Taking place in the beautiful city of Hamburg, CCC – Europe’s leading hacker and tech community conference with over 12 thousand participants from all over the world, gave us the opportunity to attend a large variety of amazing talks and presentations on privacy, surveillance, space, gaming and much more. We met with the most moving activists and communities of the respective fields, hence, establishing new relations with new fellow hackers.
Despite many major and creative conferences we attended in Kosovo, region, and around the world, CCC yet stood there to amaze us by being uncommon, fun, unique in its way and so brainy. Chaos, the name says it after all. With an almost 24h lasting schedule – 8AM to 2:30 AM (yes after midnight) talks, in-house disco, all the different hackerspace booth tables and creative projects displayed in the hallways, CCC had just enough going on to satisfy anyone’s interests.

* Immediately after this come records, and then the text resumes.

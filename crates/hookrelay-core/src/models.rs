//! Domain models and the strongly-typed user identifier.
//!
//! Defines the user record accepted by the API and the newtype ID wrapper
//! that keys both records and payloads. Identifiers are caller-supplied
//! strings; no format is imposed on them or on any record field.

use std::fmt;

use serde::{Deserialize, Serialize};

/// Strongly-typed user identifier.
///
/// Wraps the caller-supplied string so it cannot be confused with other
/// string values. Serializes transparently as a plain JSON string, which is
/// the shape the outbound `{id, data}` body requires.
///
/// # Example
///
/// ```
/// use hookrelay_core::models::UserId;
/// let id = UserId::new("7");
/// assert_eq!(id.to_string(), "7");
/// ```
#[derive(Debug, Clone, PartialEq, Eq, Hash, Serialize, Deserialize)]
#[serde(transparent)]
pub struct UserId(pub String);

impl UserId {
    /// Creates a user id from any string-like value.
    pub fn new(id: impl Into<String>) -> Self {
        Self(id.into())
    }
}

impl fmt::Display for UserId {
    fn fmt(&self, f: &mut fmt::Formatter<'_>) -> fmt::Result {
        write!(f, "{}", self.0)
    }
}

impl From<String> for UserId {
    fn from(id: String) -> Self {
        Self(id)
    }
}

impl From<&str> for UserId {
    fn from(id: &str) -> Self {
        Self(id.to_string())
    }
}

/// A user record as accepted by the create-user operation.
///
/// All fields are stored verbatim. The service performs no format
/// validation on any of them, matching the accept-anything contract of the
/// create operation.
#[derive(Debug, Clone, PartialEq, Serialize, Deserialize)]
pub struct UserRecord {
    /// Identity key for the record.
    pub id: UserId,
    /// Display name.
    pub name: String,
    /// Contact email, stored verbatim.
    pub email: String,
}

/// Arbitrary JSON payload associated with a user.
///
/// The relay treats payloads as opaque documents: they are stored and
/// forwarded without inspection.
pub type UserData = serde_json::Value;

#[cfg(test)]
mod tests {
    use serde_json::json;

    use super::*;

    #[test]
    fn user_id_serializes_as_plain_string() {
        let id = UserId::new("7");
        assert_eq!(serde_json::to_value(&id).unwrap(), json!("7"));
    }

    #[test]
    fn user_record_serializes_with_flat_fields() {
        let record = UserRecord {
            id: UserId::new("7"),
            name: "Ada".to_string(),
            email: "ada@example.com".to_string(),
        };

        let value = serde_json::to_value(&record).unwrap();
        assert_eq!(value, json!({"id": "7", "name": "Ada", "email": "ada@example.com"}));
    }

    #[test]
    fn user_record_accepts_unvalidated_fields() {
        let record: UserRecord =
            serde_json::from_value(json!({"id": "", "name": "", "email": "not-an-email"}))
                .unwrap();

        assert_eq!(record.id, UserId::new(""));
        assert_eq!(record.email, "not-an-email");
    }
}
//! Health check handlers for service monitoring.
//!
//! The relay holds no external dependencies at runtime (the webhook
//! destination is only contacted on submit), so both probes are
//! lightweight process-liveness checks.

use axum::{
    http::StatusCode,
    response::{IntoResponse, Response},
    Json,
};
use chrono::{DateTime, Utc};
use serde::Serialize;
use tracing::{debug, instrument};

/// Health check response structure.
#[derive(Debug, Serialize)]
pub struct HealthResponse {
    /// Overall service health status.
    pub status: &'static str,
    /// Timestamp when the check was performed.
    pub timestamp: DateTime<Utc>,
    /// Service version information.
    pub version: &'static str,
}

/// Health check endpoint handler.
///
/// Designed to be called frequently by orchestration systems and load
/// balancers, so it performs no expensive work.
#[instrument(name = "health_check")]
pub async fn health_check() -> Response {
    debug!("Performing health check");

    let response = HealthResponse {
        status: "healthy",
        timestamp: Utc::now(),
        version: env!("CARGO_PKG_VERSION"),
    };

    (StatusCode::OK, Json(response)).into_response()
}

/// Liveness check endpoint for orchestration probes.
///
/// Returns a minimal response indicating the service process is alive.
#[instrument(name = "liveness_check")]
pub async fn liveness_check() -> Response {
    let response = serde_json::json!({
        "status": "alive",
        "timestamp": Utc::now(),
        "service": "hookrelay-api",
    });

    (StatusCode::OK, Json(response)).into_response()
}
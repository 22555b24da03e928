//! Error types for outbound webhook delivery.
//!
//! Categorizes the ways a single delivery attempt can fail: connectivity,
//! timeout, a non-success response, or a misconfigured client. The relay
//! treats every variant the same way (the attempt failed, the request is
//! over), but the categories keep the server-side logs precise.

use thiserror::Error;

/// Result type alias for delivery operations.
pub type Result<T> = std::result::Result<T, DeliveryError>;

/// Error conditions for a single delivery attempt.
#[derive(Debug, Clone, Error)]
pub enum DeliveryError {
    /// Network-level connectivity failure.
    #[error("network connection failed: {message}")]
    Network {
        /// Detail describing the network failure.
        message: String,
    },

    /// HTTP request timeout exceeded.
    #[error("request timeout after {timeout_seconds}s")]
    Timeout {
        /// Number of seconds before the request timed out.
        timeout_seconds: u64,
    },

    /// The destination answered with a non-success status.
    #[error("destination returned HTTP {status}")]
    ErrorStatus {
        /// Status code the destination returned.
        status: u16,
    },

    /// The client could not be built from its configuration.
    #[error("invalid delivery configuration: {message}")]
    Configuration {
        /// Configuration error detail.
        message: String,
    },
}

impl DeliveryError {
    /// Creates a network error from a message.
    pub fn network(message: impl Into<String>) -> Self {
        Self::Network { message: message.into() }
    }

    /// Creates a timeout error.
    pub fn timeout(timeout_seconds: u64) -> Self {
        Self::Timeout { timeout_seconds }
    }

    /// Creates an error from a non-success HTTP status.
    pub fn error_status(status: u16) -> Self {
        Self::ErrorStatus { status }
    }

    /// Creates a configuration error.
    pub fn configuration(message: impl Into<String>) -> Self {
        Self::Configuration { message: message.into() }
    }
}
//! Outbound webhook forwarding for the hookrelay service.
//!
//! This crate implements the single outbound collaborator the relay has:
//! an HTTP client that carries a `{id, data}` JSON body to the configured
//! destination. One inbound request maps to at most one delivery attempt;
//! there is no retry, backoff, or queuing. The calling request does not
//! complete until the attempt resolves, success or failure.
//!
//! The [`client::Forwarder`] trait keeps the collaborator swappable, so
//! tests exercise the HTTP surface against a recording fake instead of the
//! network.

#![forbid(unsafe_code)]
#![warn(missing_docs)]

pub mod client;
pub mod error;

pub use client::{ClientConfig, ForwardPayload, ForwardReceipt, Forwarder, WebhookClient};
pub use error::{DeliveryError, Result};

/// Default HTTP request timeout in seconds.
pub const DEFAULT_TIMEOUT_SECONDS: u64 = 30;
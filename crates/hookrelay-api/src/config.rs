//! Configuration management for the hookrelay service.

use std::{net::SocketAddr, str::FromStr, time::Duration};

use anyhow::{Context, Result};
use figment::{
    providers::{Env, Format, Serialized, Toml},
    Figment,
};
use hookrelay_delivery::client::ClientConfig;
use serde::{Deserialize, Serialize};

const CONFIG_FILE: &str = "config.toml";

/// Complete service configuration with defaults, file, and environment
/// overrides.
///
/// Configuration is loaded in priority order:
/// 1. Environment variables (highest priority)
/// 2. Configuration file (`config.toml`)
/// 3. Built-in defaults (lowest priority)
///
/// The service works out-of-the-box without a configuration file. The one
/// setting most deployments must provide is `ZAPIER_WEBHOOK_URL`; its
/// absence is deliberately NOT a startup failure, because the relay
/// reports it per request instead.
///
/// # Example
///
/// ```no_run
/// use hookrelay_api::Config;
///
/// let config = Config::load().expect("Failed to load configuration");
/// println!("Server will bind to {}:{}", config.host, config.port);
/// ```
#[derive(Debug, Clone, Serialize, Deserialize)]
pub struct Config {
    // Server
    /// Server bind address.
    ///
    /// Environment variable: `HOST`
    #[serde(default = "default_host", alias = "HOST")]
    pub host: String,
    /// Server bind port.
    ///
    /// Environment variable: `PORT`
    #[serde(default = "default_port", alias = "PORT")]
    pub port: u16,
    /// Inbound HTTP request timeout in seconds.
    ///
    /// Environment variable: `REQUEST_TIMEOUT`
    #[serde(default = "default_request_timeout", alias = "REQUEST_TIMEOUT")]
    pub request_timeout: u64,

    // Forwarding
    /// Outbound webhook destination URL.
    ///
    /// The single process-wide destination payloads are forwarded to. Read
    /// once per submit request. Absence or invalid syntax is a handled
    /// per-request error, never a startup failure.
    ///
    /// Environment variable: `ZAPIER_WEBHOOK_URL`
    #[serde(default, alias = "ZAPIER_WEBHOOK_URL")]
    pub zapier_webhook_url: Option<String>,
    /// Timeout for the outbound forward call in seconds.
    ///
    /// Environment variable: `DELIVERY_TIMEOUT_SECONDS`
    #[serde(default = "default_delivery_timeout", alias = "DELIVERY_TIMEOUT_SECONDS")]
    pub delivery_timeout_seconds: u64,

    // Logging
    /// Log level configuration.
    ///
    /// Environment variable: `RUST_LOG`
    #[serde(default = "default_log_level", alias = "RUST_LOG")]
    pub rust_log: String,
}

impl Config {
    /// Load configuration from defaults, config file, and environment
    /// variable overrides.
    pub fn load() -> Result<Self> {
        let figment = Figment::new()
            .merge(Serialized::defaults(Self::default()))
            .merge(Toml::file(CONFIG_FILE))
            .merge(Env::prefixed(""));

        let config: Self = figment.extract().context("Failed to load configuration")?;
        config.validate()?;
        Ok(config)
    }

    /// Convert to the delivery crate's client configuration.
    pub fn to_client_config(&self) -> ClientConfig {
        ClientConfig {
            timeout: Duration::from_secs(self.delivery_timeout_seconds),
            ..ClientConfig::default()
        }
    }

    /// Parse server socket address from host and port configuration.
    pub fn parse_server_addr(&self) -> Result<SocketAddr> {
        let addr_str = format!("{}:{}", self.host, self.port);
        SocketAddr::from_str(&addr_str).context("Invalid server address")
    }

    /// Validate configuration values.
    ///
    /// The webhook URL is intentionally not inspected here; its validation
    /// happens on each submit request.
    fn validate(&self) -> Result<()> {
        if self.port == 0 {
            anyhow::bail!("port must be greater than 0");
        }

        if self.request_timeout == 0 {
            anyhow::bail!("request_timeout must be greater than 0");
        }

        if self.delivery_timeout_seconds == 0 {
            anyhow::bail!("delivery_timeout_seconds must be greater than 0");
        }

        Ok(())
    }
}

impl Default for Config {
    fn default() -> Self {
        Self {
            host: default_host(),
            port: default_port(),
            request_timeout: default_request_timeout(),
            zapier_webhook_url: None,
            delivery_timeout_seconds: default_delivery_timeout(),
            rust_log: default_log_level(),
        }
    }
}

fn default_host() -> String {
    "127.0.0.1".to_string()
}

fn default_port() -> u16 {
    8080
}

fn default_request_timeout() -> u64 {
    30
}

fn default_delivery_timeout() -> u64 {
    30
}

fn default_log_level() -> String {
    "info".to_string()
}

CCC was made possible by over 2000 registered volunteers called Angels, who took care of everything, from the semi-open spaces with clusters of tables, encrypted Internet connection, live streaming, live talk narration, and up to the GSM and wireless telephone systems providing free phone calls internationally. Four big halls on the first floor, assemblies full of screens on black backgrounds and endless lines of code, blinking lights, robots and other electronics, you get the idea!? Edward Snowden was there too, well, as live as he could get on the big screen. And all the free stikerzzzz!!!
Talks and sessions were half of the fun. Who would have thought we’d meet DokuTech speakers there, Software Freedom Kosova speakers, OSCAL/OpenLabs fellows from Albania, and friends from KIKA hacklab of Skopje. Belgrade hacklab was there too, Mitch Altman who helped us kickstart Prishtina Hackerspace, Pirate Party friends across Europe, C-Base Spacestation members, Mozillians, Fedora contributors, you name them.
“Works for Me” – 33C3’s motto this year was something to get you think: does a system that only works for some people actually work? Is “works for me” good enough? Or should we be trying to make what we make work for everyone?
Though, today’s access to information on the Internet is sometimes considered to be our windows to all the possibilities out there. Attendance at the CCC left us much to desire, surprising us with creativity, all the ways we can use technology for good, but most importantly left us a message, a reminder that we can work to remake the rest of the world in little ways during the other 51 weeks of the year.